Reproduce this listing from its first line through the line with "or unresolved groups.", inclusive, leaving out all that follows.
####################
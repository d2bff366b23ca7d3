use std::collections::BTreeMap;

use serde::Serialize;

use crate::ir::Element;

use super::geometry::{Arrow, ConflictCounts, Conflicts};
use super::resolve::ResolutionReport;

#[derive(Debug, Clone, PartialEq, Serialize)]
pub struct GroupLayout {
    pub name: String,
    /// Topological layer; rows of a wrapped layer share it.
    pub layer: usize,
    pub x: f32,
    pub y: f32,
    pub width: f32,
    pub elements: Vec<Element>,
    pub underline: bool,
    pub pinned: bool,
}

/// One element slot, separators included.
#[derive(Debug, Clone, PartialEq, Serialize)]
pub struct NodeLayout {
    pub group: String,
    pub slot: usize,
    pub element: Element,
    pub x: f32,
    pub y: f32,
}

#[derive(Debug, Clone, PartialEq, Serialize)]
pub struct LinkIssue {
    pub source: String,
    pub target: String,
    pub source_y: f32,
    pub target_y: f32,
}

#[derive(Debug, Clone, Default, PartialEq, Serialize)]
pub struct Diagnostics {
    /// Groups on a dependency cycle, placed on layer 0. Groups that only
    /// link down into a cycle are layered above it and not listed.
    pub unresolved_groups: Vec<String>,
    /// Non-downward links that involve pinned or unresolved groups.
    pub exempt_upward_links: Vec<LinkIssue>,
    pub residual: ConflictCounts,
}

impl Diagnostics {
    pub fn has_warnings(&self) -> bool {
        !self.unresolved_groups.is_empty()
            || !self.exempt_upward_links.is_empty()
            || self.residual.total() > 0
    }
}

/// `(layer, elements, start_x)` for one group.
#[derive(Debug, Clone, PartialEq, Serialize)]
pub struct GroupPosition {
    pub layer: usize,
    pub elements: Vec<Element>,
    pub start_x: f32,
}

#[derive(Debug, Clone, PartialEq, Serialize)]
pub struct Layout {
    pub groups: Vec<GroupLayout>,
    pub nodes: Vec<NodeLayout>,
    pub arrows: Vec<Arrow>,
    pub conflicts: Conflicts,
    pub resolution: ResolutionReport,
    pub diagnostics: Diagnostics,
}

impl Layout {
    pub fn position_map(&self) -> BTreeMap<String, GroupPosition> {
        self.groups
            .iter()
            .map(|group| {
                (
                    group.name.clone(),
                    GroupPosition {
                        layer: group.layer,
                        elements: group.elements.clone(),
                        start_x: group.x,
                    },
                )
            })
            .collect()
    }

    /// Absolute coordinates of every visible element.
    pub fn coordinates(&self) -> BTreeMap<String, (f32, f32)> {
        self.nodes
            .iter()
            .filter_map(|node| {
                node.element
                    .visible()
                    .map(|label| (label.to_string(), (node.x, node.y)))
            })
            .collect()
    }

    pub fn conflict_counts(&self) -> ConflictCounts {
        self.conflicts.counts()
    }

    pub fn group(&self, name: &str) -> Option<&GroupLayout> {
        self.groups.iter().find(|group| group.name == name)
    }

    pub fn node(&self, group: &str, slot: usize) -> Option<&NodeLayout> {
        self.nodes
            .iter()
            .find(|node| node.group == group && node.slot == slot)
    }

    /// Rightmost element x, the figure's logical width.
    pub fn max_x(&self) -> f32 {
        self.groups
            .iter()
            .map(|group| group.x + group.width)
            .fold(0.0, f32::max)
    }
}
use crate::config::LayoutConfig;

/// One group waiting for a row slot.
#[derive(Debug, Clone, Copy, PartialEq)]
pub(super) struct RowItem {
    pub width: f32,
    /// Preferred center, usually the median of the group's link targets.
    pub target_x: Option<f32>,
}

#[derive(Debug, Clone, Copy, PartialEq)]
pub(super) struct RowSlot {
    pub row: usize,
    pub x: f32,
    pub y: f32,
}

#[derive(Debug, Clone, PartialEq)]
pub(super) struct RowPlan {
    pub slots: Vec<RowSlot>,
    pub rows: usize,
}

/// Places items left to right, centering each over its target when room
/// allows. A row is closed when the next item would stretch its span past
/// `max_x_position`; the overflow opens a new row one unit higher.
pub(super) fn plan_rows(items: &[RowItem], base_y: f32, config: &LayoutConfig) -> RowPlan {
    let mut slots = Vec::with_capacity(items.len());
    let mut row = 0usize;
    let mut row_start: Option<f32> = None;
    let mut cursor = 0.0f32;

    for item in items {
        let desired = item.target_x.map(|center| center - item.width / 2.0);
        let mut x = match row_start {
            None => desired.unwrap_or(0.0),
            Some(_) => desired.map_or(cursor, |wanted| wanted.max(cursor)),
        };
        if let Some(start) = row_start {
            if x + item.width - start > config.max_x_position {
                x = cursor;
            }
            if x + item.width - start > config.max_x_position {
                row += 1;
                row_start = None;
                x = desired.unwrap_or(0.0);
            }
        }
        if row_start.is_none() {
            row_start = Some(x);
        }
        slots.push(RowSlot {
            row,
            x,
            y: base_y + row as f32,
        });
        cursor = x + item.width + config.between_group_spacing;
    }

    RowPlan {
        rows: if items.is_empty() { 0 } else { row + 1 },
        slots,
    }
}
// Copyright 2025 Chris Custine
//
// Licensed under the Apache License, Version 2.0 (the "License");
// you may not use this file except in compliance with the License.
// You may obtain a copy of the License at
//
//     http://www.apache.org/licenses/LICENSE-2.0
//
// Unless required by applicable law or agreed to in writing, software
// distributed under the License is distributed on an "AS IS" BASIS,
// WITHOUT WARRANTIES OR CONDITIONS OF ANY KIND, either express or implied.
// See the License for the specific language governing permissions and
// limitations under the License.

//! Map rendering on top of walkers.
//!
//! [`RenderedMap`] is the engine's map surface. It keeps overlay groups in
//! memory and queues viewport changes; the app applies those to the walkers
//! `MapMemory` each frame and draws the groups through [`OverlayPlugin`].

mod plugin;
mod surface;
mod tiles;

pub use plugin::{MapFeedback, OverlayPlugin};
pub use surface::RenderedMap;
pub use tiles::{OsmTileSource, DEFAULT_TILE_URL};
####################
*Solution for this problem*.
repository d2bff366b23ca7d3
use std::collections::BTreeMap;

use serde::Serialize;

use crate::ir::Element;

use super::geometry::{Arrow, ConflictCounts, Conflicts};
use super::resolve::ResolutionReport;

#[derive(Debug, Clone, PartialEq, Serialize)]
pub struct GroupLayout {
    pub name: String,
    /// Topological layer; rows of a wrapped layer share it.
    pub layer: usize,
    pub x: f32,
    pub y: f32,
    pub width: f32,
    pub elements: Vec<Element>,
    pub underline: bool,
    pub pinned: bool,
}

/// One element slot, separators included.
#[derive(Debug, Clone, PartialEq, Serialize)]
pub struct NodeLayout {
    pub group: String,
    pub slot: usize,
    pub element: Element,
    pub x: f32,
    pub y: f32,
}

#[derive(Debug, Clone, PartialEq, Serialize)]
pub struct LinkIssue {
    pub source: String,
    pub target: String,
    pub source_y: f32,
    pub target_y: f32,
}

#[derive(Debug, Clone, Default, PartialEq, Serialize)]
pub struct Diagnostics {
    /// Groups on a dependency cycle, placed on layer 0. Groups that only
    /// link down into a cycle are layered above it and not listed.
    pub unresolved_groups: Vec<String>,
    /// Non-downward links that involve pinned or unresolved groups.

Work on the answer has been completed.